Yes. Points are still available.


----------



## pillow

Hi there.  I'm a DVC member and short 57 points for a reservation I'm planning to make.  Any interest in doing a transfer?  Let me know.  Thank you!


----------



## Felipe4

ISO the following:
AKV preferred, but open to what's available
09/16/21-09/20/21
2 BR Villa (Savanna preferred), 6 adult guests.

I think that's about 160 pts?


----------



## RJP77

Felipe4 said:


> ISO the following:
> AKV preferred, but open to what's available
> 09/16/21-09/20/21
> 2 BR Villa (Savanna preferred), 6 adult guests.
> 
> I think that's about 160 pts?


Only thing with full availability is Saratoga - Standard 158, Preferred 191, Treehouse 209


----------



## RJP77

pillow said:


> Hi there.  I'm a DVC member and short 57 points for a reservation I'm planning to make.  Any interest in doing a transfer?  Let me know.  Thank you!

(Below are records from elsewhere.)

//! Error types for terrain generation and editing

use thiserror::Error;

/// Main error type for the crate
#[derive(Debug, Error)]
pub enum Error {
    #[error("IO error: {0}")]
    Io(#[from] std::io::Error),

    #[error("Config error: {0}")]
    Config(#[from] serde_json::Error),

    #[error("Image error: {0}")]
    Image(#[from] image::ImageError),

    #[error("Map length mismatch: expected {expected} cells, got {actual}")]
    LengthMismatch { expected: usize, actual: usize },

    #[error("Chunk {0} does not exist")]
    InvalidChunk(u32),
}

Never done one before but I'm open to it.


----------



## poohj80

I'm interested in the Aulani points if available please.


----------



## MzPuchy

May 9-13
Studio (Any View)
2 Adults 2 Kids (Ages- 41, 41, 12, 11)
1st Choice- Boardwalk
2nd Choice- Copper Creek
3rd Choice- Riviera


----------



## RJP77

poohj80 said:


> I'm interested in the Aulani points if available please.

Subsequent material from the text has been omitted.